* **DATASET RECORDS**
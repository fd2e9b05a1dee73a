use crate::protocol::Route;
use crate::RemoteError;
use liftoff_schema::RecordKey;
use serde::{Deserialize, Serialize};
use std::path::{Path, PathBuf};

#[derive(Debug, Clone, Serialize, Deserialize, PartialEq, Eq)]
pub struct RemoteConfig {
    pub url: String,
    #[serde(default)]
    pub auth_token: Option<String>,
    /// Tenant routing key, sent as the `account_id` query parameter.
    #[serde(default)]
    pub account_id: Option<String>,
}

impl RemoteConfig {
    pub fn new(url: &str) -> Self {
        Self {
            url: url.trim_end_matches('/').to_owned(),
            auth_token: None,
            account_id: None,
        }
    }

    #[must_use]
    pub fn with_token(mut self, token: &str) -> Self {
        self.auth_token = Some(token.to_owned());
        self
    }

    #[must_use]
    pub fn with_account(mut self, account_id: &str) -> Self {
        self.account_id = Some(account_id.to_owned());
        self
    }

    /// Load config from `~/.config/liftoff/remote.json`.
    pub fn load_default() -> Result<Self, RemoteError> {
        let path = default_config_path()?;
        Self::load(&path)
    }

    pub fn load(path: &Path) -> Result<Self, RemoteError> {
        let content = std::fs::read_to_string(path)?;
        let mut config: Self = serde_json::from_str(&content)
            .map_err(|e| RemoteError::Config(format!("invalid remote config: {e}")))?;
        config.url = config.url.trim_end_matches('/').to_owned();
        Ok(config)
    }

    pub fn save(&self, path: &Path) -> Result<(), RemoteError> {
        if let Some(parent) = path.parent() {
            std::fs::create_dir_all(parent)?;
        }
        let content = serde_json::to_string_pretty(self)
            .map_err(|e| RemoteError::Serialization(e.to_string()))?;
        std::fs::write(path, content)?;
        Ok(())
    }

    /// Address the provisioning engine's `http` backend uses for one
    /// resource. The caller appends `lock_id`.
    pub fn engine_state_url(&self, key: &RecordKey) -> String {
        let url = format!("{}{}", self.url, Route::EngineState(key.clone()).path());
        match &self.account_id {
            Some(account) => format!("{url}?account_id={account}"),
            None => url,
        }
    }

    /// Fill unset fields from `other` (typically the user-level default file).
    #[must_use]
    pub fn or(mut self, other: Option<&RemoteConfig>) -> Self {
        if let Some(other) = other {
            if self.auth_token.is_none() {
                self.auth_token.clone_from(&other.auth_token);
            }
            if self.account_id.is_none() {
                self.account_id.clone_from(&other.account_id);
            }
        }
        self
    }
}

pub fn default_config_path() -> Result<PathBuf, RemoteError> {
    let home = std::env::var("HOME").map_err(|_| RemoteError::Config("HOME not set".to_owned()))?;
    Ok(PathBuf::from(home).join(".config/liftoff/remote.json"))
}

==

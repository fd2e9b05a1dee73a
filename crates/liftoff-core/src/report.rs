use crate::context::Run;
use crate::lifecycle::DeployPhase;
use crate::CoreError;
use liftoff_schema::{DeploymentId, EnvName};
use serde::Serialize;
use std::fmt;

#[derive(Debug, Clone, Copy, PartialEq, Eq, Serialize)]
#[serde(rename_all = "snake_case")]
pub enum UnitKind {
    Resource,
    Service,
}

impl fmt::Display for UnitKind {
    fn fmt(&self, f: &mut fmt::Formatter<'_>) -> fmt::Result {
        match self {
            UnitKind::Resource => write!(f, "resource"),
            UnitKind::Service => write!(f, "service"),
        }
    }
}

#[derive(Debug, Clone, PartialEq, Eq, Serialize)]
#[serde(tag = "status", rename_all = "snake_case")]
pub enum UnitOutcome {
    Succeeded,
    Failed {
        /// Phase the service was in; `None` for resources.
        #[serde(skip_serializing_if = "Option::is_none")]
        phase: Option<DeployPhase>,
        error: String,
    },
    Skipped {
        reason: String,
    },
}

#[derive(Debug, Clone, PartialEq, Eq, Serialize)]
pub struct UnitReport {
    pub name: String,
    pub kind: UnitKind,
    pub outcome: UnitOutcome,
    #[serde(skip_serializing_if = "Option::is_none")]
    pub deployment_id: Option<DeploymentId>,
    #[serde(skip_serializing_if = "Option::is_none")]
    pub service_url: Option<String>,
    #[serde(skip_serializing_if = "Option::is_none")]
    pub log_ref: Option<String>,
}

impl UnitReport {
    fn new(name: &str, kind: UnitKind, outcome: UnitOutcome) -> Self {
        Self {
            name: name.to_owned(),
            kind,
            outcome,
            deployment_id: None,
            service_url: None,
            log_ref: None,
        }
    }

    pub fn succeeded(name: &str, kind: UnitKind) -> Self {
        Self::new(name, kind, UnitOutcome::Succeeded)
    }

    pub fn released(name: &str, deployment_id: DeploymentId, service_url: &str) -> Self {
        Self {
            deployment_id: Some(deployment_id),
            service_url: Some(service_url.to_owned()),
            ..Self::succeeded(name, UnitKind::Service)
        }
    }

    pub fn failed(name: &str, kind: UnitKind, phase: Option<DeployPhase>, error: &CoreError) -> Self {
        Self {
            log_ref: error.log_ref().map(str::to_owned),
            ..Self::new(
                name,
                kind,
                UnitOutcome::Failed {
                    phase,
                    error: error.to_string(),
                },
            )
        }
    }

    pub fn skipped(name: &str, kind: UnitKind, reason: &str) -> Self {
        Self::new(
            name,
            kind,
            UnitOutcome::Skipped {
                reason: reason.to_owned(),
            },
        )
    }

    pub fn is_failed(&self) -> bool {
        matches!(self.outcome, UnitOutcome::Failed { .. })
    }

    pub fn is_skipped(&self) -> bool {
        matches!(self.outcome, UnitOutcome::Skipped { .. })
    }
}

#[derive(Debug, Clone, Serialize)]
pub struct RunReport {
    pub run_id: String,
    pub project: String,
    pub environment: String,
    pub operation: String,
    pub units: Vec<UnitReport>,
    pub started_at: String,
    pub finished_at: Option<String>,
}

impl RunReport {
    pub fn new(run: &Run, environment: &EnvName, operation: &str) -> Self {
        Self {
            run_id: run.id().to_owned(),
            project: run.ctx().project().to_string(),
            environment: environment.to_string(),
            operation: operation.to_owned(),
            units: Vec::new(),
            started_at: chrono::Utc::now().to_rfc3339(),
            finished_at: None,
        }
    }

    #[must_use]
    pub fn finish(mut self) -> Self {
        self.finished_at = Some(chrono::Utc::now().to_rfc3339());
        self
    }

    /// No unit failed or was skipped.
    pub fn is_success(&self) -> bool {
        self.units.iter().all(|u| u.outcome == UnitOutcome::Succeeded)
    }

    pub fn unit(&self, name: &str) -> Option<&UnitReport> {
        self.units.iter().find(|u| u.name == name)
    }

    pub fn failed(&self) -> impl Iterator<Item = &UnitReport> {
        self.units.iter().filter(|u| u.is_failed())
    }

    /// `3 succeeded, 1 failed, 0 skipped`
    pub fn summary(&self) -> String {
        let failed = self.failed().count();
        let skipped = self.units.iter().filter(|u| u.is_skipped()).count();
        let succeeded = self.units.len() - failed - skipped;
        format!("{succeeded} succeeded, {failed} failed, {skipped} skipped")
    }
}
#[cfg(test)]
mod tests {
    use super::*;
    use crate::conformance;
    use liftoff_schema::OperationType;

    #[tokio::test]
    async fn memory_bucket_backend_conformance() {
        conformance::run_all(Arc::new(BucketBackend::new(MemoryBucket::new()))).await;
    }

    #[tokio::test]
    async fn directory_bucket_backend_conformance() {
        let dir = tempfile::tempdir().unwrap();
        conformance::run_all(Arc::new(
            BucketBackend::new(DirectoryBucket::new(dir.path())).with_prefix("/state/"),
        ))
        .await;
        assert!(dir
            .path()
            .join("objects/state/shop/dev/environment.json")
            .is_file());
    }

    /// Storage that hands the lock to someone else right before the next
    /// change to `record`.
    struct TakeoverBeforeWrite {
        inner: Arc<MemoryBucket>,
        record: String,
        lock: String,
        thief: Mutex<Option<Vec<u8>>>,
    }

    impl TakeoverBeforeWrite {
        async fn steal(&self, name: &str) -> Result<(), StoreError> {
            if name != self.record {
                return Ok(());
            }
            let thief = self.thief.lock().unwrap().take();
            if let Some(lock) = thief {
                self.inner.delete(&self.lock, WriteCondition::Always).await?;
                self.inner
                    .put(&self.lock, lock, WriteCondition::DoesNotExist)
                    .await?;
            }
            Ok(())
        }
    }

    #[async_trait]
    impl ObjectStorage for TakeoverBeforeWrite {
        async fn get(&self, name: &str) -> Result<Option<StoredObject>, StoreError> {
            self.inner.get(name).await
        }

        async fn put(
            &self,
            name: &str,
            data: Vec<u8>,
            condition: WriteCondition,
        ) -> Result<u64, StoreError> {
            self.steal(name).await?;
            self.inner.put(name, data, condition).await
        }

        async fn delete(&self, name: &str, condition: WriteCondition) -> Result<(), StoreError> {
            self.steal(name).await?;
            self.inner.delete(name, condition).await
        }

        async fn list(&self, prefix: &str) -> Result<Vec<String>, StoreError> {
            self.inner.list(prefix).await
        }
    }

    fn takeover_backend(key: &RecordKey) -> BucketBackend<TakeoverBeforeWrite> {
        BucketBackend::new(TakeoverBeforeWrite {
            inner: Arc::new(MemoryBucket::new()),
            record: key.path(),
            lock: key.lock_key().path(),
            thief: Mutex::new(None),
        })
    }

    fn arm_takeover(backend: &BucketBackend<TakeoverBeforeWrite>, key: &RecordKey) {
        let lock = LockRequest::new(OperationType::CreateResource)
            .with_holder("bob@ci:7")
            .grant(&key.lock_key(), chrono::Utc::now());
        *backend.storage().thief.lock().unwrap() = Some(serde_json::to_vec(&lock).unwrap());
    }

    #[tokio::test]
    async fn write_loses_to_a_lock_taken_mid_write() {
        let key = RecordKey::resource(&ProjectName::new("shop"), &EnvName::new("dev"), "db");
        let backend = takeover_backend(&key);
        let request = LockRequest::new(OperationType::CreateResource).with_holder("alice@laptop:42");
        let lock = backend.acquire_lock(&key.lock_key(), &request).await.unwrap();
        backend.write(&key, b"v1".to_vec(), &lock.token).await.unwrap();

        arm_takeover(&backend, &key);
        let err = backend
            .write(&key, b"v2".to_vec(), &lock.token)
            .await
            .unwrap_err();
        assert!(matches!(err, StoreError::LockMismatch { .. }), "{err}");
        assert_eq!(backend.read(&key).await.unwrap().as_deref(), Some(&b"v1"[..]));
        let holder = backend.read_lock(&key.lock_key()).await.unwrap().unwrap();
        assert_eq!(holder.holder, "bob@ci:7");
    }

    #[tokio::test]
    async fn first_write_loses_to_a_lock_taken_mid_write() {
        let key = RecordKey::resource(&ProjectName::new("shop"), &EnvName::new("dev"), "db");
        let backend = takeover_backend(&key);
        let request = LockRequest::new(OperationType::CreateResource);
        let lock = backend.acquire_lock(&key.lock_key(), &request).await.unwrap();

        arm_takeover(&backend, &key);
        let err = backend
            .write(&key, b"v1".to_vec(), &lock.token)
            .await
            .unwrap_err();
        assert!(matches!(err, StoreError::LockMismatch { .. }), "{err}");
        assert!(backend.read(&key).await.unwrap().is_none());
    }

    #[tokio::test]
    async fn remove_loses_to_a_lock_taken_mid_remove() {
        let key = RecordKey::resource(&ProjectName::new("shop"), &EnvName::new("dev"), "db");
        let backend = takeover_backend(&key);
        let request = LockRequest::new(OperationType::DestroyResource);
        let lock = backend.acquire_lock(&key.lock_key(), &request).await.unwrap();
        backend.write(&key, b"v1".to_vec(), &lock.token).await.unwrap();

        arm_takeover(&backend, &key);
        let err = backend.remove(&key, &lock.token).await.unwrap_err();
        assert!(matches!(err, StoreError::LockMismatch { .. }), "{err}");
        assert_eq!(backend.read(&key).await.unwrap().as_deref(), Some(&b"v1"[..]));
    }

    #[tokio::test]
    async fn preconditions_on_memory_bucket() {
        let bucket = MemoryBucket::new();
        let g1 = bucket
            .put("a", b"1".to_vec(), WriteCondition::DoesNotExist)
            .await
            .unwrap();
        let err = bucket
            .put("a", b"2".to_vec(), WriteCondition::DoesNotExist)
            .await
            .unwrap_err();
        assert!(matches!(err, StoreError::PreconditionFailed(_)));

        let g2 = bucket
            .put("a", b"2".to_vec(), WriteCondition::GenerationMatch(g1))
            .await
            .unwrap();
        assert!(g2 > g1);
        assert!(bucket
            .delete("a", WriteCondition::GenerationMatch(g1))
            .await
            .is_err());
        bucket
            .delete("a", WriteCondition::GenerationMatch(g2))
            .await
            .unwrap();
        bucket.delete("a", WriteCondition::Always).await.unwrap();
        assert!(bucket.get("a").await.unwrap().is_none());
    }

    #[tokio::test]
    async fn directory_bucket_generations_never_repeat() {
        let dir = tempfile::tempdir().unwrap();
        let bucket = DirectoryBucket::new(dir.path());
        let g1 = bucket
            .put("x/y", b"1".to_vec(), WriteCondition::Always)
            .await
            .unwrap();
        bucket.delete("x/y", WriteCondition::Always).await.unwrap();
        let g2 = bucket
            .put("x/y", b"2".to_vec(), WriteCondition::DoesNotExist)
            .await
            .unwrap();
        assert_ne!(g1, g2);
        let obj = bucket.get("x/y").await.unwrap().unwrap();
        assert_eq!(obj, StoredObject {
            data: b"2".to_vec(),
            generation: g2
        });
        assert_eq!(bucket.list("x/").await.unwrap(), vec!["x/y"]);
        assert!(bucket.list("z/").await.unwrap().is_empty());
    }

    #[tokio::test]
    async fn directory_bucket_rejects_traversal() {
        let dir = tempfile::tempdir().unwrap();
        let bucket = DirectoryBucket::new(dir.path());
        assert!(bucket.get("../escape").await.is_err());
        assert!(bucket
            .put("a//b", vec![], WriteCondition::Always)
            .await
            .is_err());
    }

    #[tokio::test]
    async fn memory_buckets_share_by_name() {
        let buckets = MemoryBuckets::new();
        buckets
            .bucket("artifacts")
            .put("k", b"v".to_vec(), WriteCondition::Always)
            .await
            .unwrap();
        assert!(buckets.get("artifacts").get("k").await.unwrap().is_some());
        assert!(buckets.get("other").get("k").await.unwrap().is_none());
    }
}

* **ACTIVITY**
Only the lines with the string "environment" are wanted; pick them out of the records above and copy them.

* **COMPLETED EXERCISE**
    pub environment: String,
    pub fn new(run: &Run, environment: &EnvName, operation: &str) -> Self {
            environment: environment.to_string(),
            .join("objects/state/shop/dev/environment.json")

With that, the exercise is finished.